PROVIDENCE –– A homeless man was found dead under an overpass on Eddy Street yesterday morning after a night of bitter cold temperatures.
...Although the man’s name wasn’t released, pending notification of his relatives, the police said they knew him. So did some of the people coming into Crossroads Rhode Island on Broad Street yesterday, where the man is believed to have visited two years ago.
...The night before, 16 people slept in the overflow room, said Crossroads chief operating officer Michelle Wilcox. The women’s shelter was already packed with 61 women –– 40 with their own beds, and the rest sleeping in the living room on chairs. Ten women and 10 men were in beds in the assessment area. It wasn’t just the cold that was driving them inside. Some had lost their apartments when their landlords lost their properties to foreclosure. One man was there when his house was destroyed by a fire. Some had lost their jobs, beginning their slide into homelessness.
And some, such as the man whose body was found on the second day of the new year, have been homeless for a long time, driven by mental illness or substance abuse, or both.
...Across Rhode Island, those who work with the homeless have been seeing a steady increase in the number of people staying in shelters since September 2007, said Jim Rycek, the executive director of the Rhode Island Coalition for the Homeless.
...Despite the lure of hot showers, hot cocoa and a warm place to sleep, some refuse. Some are troubled. Some are afraid. Some try to hide their homelessness from their employers. Some would rather be alone outside than in a shelter surrounded by strangers, Wilcox said.
For one man, it took 28 years of living on the streets before he was ready to move into the shelter at Crossroads. He’s been there only a month and a half. The 63-year-old man, who asked that his name not be used, sleeps in his wheelchair in the glass-fronted lobby, where he can see outside and easily roll out for a smoke.
Before this, he’d also sought shelter under the overpass on Eddy Street, where the other man died. “You gotta have blankets and a sleeping bag, and some place where there’s an overhang, where you won’t get rain or snow,” he said, as he smoked a cigarette outside Crossroads, “or you’ll freeze to death.
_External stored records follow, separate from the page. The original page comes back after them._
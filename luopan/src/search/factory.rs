//! Provider construction from configuration.

use super::amap::AmapProvider;
use super::mock::MockPoiProvider;
use super::overpass::OverpassProvider;
use super::tianditu::TiandituProvider;
use super::types::{AsyncPoiProvider, PoiRecord, PoiSearchRequest, SearchError};
use super::{AsyncHttpClient, AsyncReqwestClient};
use crate::config::SearchSettings;
use crate::geo::CoordFrame;

/// Enum dispatch over the concrete providers.
///
/// Keeps the fallback chain a plain `Vec` without boxing futures.
pub enum PoiProviderType<C: AsyncHttpClient = AsyncReqwestClient> {
    Amap(AmapProvider<C>),
    Tianditu(TiandituProvider<C>),
    Overpass(OverpassProvider<C>),
    Mock(MockPoiProvider),
}

impl<C: AsyncHttpClient> AsyncPoiProvider for PoiProviderType<C> {
    async fn search(&self, request: &PoiSearchRequest) -> Result<Vec<PoiRecord>, SearchError> {
        match self {
            PoiProviderType::Amap(p) => p.search(request).await,
            PoiProviderType::Tianditu(p) => p.search(request).await,
            PoiProviderType::Overpass(p) => p.search(request).await,
            PoiProviderType::Mock(p) => p.search(request).await,
        }
    }

    fn name(&self) -> &str {
        match self {
            PoiProviderType::Amap(p) => p.name(),
            PoiProviderType::Tianditu(p) => p.name(),
            PoiProviderType::Overpass(p) => p.name(),
            PoiProviderType::Mock(p) => p.name(),
        }
    }

    fn frame(&self) -> CoordFrame {
        match self {
            PoiProviderType::Amap(p) => p.frame(),
            PoiProviderType::Tianditu(p) => p.frame(),
            PoiProviderType::Overpass(p) => p.frame(),
            PoiProviderType::Mock(p) => p.frame(),
        }
    }

    fn max_radius_meters(&self) -> Option<f64> {
        match self {
            PoiProviderType::Amap(p) => p.max_radius_meters(),
            PoiProviderType::Tianditu(p) => p.max_radius_meters(),
            PoiProviderType::Overpass(p) => p.max_radius_meters(),
            PoiProviderType::Mock(p) => p.max_radius_meters(),
        }
    }
}

impl<C: AsyncHttpClient> From<MockPoiProvider> for PoiProviderType<C> {
    fn from(provider: MockPoiProvider) -> Self {
        PoiProviderType::Mock(provider)
    }
}

/// Builds providers that share one HTTP client.
pub struct PoiProviderFactory<C: AsyncHttpClient + Clone> {
    http_client: C,
}

impl<C: AsyncHttpClient + Clone> PoiProviderFactory<C> {
    pub fn new(http_client: C) -> Self {
        Self { http_client }
    }

    /// Create one provider by name.
    pub fn create(
        &self,
        name: &str,
        settings: &SearchSettings,
    ) -> Result<PoiProviderType<C>, SearchError> {
        let client = self.http_client.clone();
        match name.trim().to_ascii_lowercase().as_str() {
            "amap" => {
                let key = settings
                    .amap_key
                    .clone()
                    .ok_or_else(|| SearchError::MissingApiKey("amap".to_string()))?;
                Ok(PoiProviderType::Amap(AmapProvider::new(client, key)))
            }
            "tianditu" => {
                let token = settings
                    .tianditu_key
                    .clone()
                    .ok_or_else(|| SearchError::MissingApiKey("tianditu".to_string()))?;
                Ok(PoiProviderType::Tianditu(TiandituProvider::new(client, token)))
            }
            "overpass" => Ok(PoiProviderType::Overpass(OverpassProvider::new(client))),
            _ => Err(SearchError::UnknownProvider(name.to_string())),
        }
    }

    /// Create the configured fallback chain.
    ///
    /// Providers missing their API key are skipped with a warning; an
    /// unknown name is an error, as is ending up with no provider at all.
    pub fn create_chain(
        &self,
        settings: &SearchSettings,
    ) -> Result<Vec<PoiProviderType<C>>, SearchError> {
        let mut chain = Vec::with_capacity(settings.providers.len());
        for name in &settings.providers {
            match self.create(name, settings) {
                Ok(provider) => chain.push(provider),
                Err(SearchError::MissingApiKey(provider)) => {
                    tracing::warn!(provider = %provider, "POI provider skipped: no API key configured");
                }
                Err(e) => return Err(e),
            }
        }

        if chain.is_empty() {
            return Err(SearchError::NoProviders);
        }
        Ok(chain)
    }
}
Other than that, you have to keep moving.”
In winters, he bundled in layers and wore thick gloves. “It’d be cold as heck,” he said. “You’d just keep moving. You go for a walk. You go to any place that’s open, even a gas station, and sit for a minute.”
The homeless learn the places that will take them in –– the churches that allow them to remain in the pews, the all-night restaurants where a dollar for a bottomless cup of coffee meant staying warm in the wee hours, and gas stations that would allow them to come inside for a moment. Some mornings were so cold, this man said, that he’d wake up with frozen sneakers and a water bottle of ice.
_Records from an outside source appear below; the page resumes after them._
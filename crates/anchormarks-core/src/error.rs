//! Core error types

use thiserror::Error;

#[derive(Error, Debug)]
pub enum CoreError {
    #[error("Storage error: {0}")]
    Storage(#[from] anchormarks_storage::StorageError),

    #[error("Import error: {0}")]
    Interchange(#[from] anchormarks_interchange::InterchangeError),

    #[error("I/O error: {0}")]
    Io(#[from] std::io::Error),

    #[error("Serialization error: {0}")]
    Serialization(#[from] serde_json::Error),
}
//! AnchorMarks Storage Layer
//!
//! SQLite persistence for folders and bookmarks. Assigns durable ids to the
//! run-local ids an import produces. Every import is written in a single
//! transaction.

mod database;
mod error;
mod migrations;
mod store;

pub use database::Database;
pub use error::StorageError;
pub use store::{BookmarkStore, PersistOutcome};

pub type Result<T> = std::result::Result<T, StorageError>;
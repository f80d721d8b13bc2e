//! Parsing strategies and the import entry points
//!
//! Two strategies share one output contract:
//! - [`StrictScanner`]: index scanning over uppercase exporter markup
//! - [`TolerantTree`]: tree walk over an html5ever DOM, for mangled or
//!   lowercase input
//!
//! [`StrategyPolicy`] decides which one runs. The default tries the strict
//! scanner and falls back to the tree walk when it finds nothing at all.

use serde::{Deserialize, Serialize};

use crate::error::InterchangeError;
use crate::model::ParsedImport;
use crate::resolver::FolderStyle;
use crate::strict::StrictScanner;
use crate::tolerant::TolerantTree;
use crate::Result;

/// Maximum folder nesting followed before a folder's contents are dropped.
pub const DEFAULT_MAX_DEPTH: usize = 256;

/// Hard ceiling on `max_depth`. Both strategies recurse once per level, so a
/// configured value above this is clamped to keep the stack bounded.
pub const MAX_DEPTH_CEILING: usize = 512;

#[derive(Debug, Clone, Copy, PartialEq, Eq, Serialize, Deserialize)]
#[serde(rename_all = "lowercase")]
pub enum StrategyKind {
    Strict,
    Tolerant,
}

impl StrategyKind {
    pub fn as_str(&self) -> &'static str {
        match self {
            StrategyKind::Strict => "strict",
            StrategyKind::Tolerant => "tolerant",
        }
    }
}

impl std::fmt::Display for StrategyKind {
    fn fmt(&self, f: &mut std::fmt::Formatter<'_>) -> std::fmt::Result {
        write!(f, "{}", self.as_str())
    }
}

#[derive(Debug, Clone, Copy, Default, PartialEq, Eq, Serialize, Deserialize)]
#[serde(rename_all = "snake_case")]
pub enum StrategyPolicy {
    Strict,
    Tolerant,
    /// Strict first, tolerant when strict yields no folders and no bookmarks
    #[default]
    #[serde(alias = "auto")]
    StrictThenTolerant,
}

impl std::str::FromStr for StrategyPolicy {
    type Err = String;

    fn from_str(s: &str) -> std::result::Result<Self, Self::Err> {
        match s.to_lowercase().as_str() {
            "strict" => Ok(StrategyPolicy::Strict),
            "tolerant" => Ok(StrategyPolicy::Tolerant),
            "auto" | "strict_then_tolerant" => Ok(StrategyPolicy::StrictThenTolerant),
            _ => Err(format!("Unknown strategy: {}", s)),
        }
    }
}

#[derive(Debug, Clone, PartialEq, Eq, Serialize, Deserialize)]
#[serde(default)]
pub struct ImportOptions {
    pub strategy: StrategyPolicy,
    pub max_depth: usize,
    pub folder_style: FolderStyle,
}

impl ImportOptions {
    /// `max_depth`, clamped to [`MAX_DEPTH_CEILING`].
    pub fn depth_limit(&self) -> usize {
        self.max_depth.min(MAX_DEPTH_CEILING)
    }
}

impl Default for ImportOptions {
    fn default() -> Self {
        Self {
            strategy: StrategyPolicy::default(),
            max_depth: DEFAULT_MAX_DEPTH,
            folder_style: FolderStyle::default(),
        }
    }
}

/// One way of turning bookmark markup into folders and bookmarks. Must never
/// panic and must terminate on any input.
pub trait ParseStrategy {
    fn kind(&self) -> StrategyKind;

    fn parse(&self, html: &str, options: &ImportOptions) -> ParsedImport;
}

impl StrategyPolicy {
    pub fn run(self, html: &str, options: &ImportOptions) -> ParsedImport {
        match self {
            StrategyPolicy::Strict => StrictScanner.parse(html, options),
            StrategyPolicy::Tolerant => TolerantTree.parse(html, options),
            StrategyPolicy::StrictThenTolerant => {
                let strict = StrictScanner.parse(html, options);
                if !strict.is_empty() {
                    return strict;
                }
                tracing::debug!("Strict scan found nothing, retrying with tolerant tree walk");
                TolerantTree.parse(html, options)
            }
        }
    }
}

/// Parse a bookmark file. Malformed markup yields partial or empty output.
pub fn import_html(html: &str, options: &ImportOptions) -> ParsedImport {
    let parsed = options.strategy.run(html, options);
    tracing::info!(
        folders = parsed.folders.len(),
        bookmarks = parsed.bookmarks.len(),
        strategy = %parsed.strategy,
        "Parsed bookmark file"
    );
    parsed
}

/// Parse raw file bytes. Fails only when the bytes are not UTF-8 text.
pub fn import_bytes(bytes: &[u8], options: &ImportOptions) -> Result<ParsedImport> {
    let bytes = bytes.strip_prefix(b"\xEF\xBB\xBF").unwrap_or(bytes);
    let html = std::str::from_utf8(bytes).map_err(InterchangeError::NotText)?;
    Ok(import_html(html, options))
}

#[cfg(test)]
mod tests {
    use super::*;

    #[test]
    fn test_fallback_to_tolerant_on_lowercase_input() {
        let html = r#"<dl><p><dt><a href="https://a.com">A</a></dl>"#;
        let parsed = import_html(html, &ImportOptions::default());
        assert_eq!(parsed.strategy, StrategyKind::Tolerant);
        assert_eq!(parsed.bookmarks.len(), 1);
    }

    #[test]
    fn test_strict_result_is_kept_when_non_empty() {
        let html = r#"<DL><p><DT><A HREF="https://a.com">A</A></DL><p>"#;
        let parsed = import_html(html, &ImportOptions::default());
        assert_eq!(parsed.strategy, StrategyKind::Strict);
    }

    #[test]
    fn test_forced_strict_ignores_lowercase() {
        let options = ImportOptions {
            strategy: StrategyPolicy::Strict,
            ..ImportOptions::default()
        };
        let parsed = import_html(r#"<dt><a href="https://a.com">A</a>"#, &options);
        assert!(parsed.is_empty());
    }

    #[test]
    fn test_import_bytes_rejects_non_text() {
        let err = import_bytes(&[0xff, 0xfe, 0x00], &ImportOptions::default()).unwrap_err();
        assert!(matches!(err, InterchangeError::NotText(_)));
    }

    #[test]
    fn test_import_bytes_strips_bom() {
        let mut bytes = b"\xEF\xBB\xBF".to_vec();
        bytes.extend_from_slice(br#"<DT><A HREF="https://a.com">A</A>"#);
        let parsed = import_bytes(&bytes, &ImportOptions::default()).unwrap();
        assert_eq!(parsed.bookmarks.len(), 1);
    }

    #[test]
    fn test_policy_from_str() {
        assert_eq!("auto".parse::<StrategyPolicy>(), Ok(StrategyPolicy::StrictThenTolerant));
        assert_eq!("Tolerant".parse::<StrategyPolicy>(), Ok(StrategyPolicy::Tolerant));
        assert!("dom".parse::<StrategyPolicy>().is_err());
    }

    #[test]
    fn test_options_deserialize_with_defaults() {
        let options: ImportOptions = serde_json::from_str(r#"{"strategy":"auto"}"#).unwrap();
        assert_eq!(options.strategy, StrategyPolicy::StrictThenTolerant);
        assert_eq!(options.max_depth, DEFAULT_MAX_DEPTH);
        assert_eq!(options.folder_style, FolderStyle::default());
    }

    #[test]
    fn test_depth_limit_is_clamped() {
        let mut options = ImportOptions::default();
        assert_eq!(options.depth_limit(), DEFAULT_MAX_DEPTH);

        options.max_depth = usize::MAX;
        assert_eq!(options.depth_limit(), MAX_DEPTH_CEILING);
    }
}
Sometimes, the man said, he wondered if he would freeze to death that night.

I used to wonder the same thing about my father, about 5 years ago, when I knew that, whichever city he was in, he was sleeping outside. On cold nights I still think about that. I wonder how many other people know that somewhere, someone they knew, someone they loved, was sleeping outside. Above all I wonder, how can no one else care?